The problem —
From the line containing "pub mod error;" down to the final entry below, restate each line word for word.

Extracted material —
***

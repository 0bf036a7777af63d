//! Labor Cost Engine for restaurant schedules
//!
//! This crate turns a week of free-text shift entries ("9am-5pm", "10-6",
//! "11pm-7am") into per-shift labor costs, weekly overtime allocation for
//! hourly staff, salary spreading for salaried staff, daily totals and the
//! sales required to meet a labor-cost goal.

#![warn(missing_docs)]

pub mod api;
pub mod calculation;
pub mod config;
pub mod error;
pub mod models;
pub mod service;
pub mod storage;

***

Result of the task —
pub mod error;
pub mod models;
pub mod service;
pub mod storage;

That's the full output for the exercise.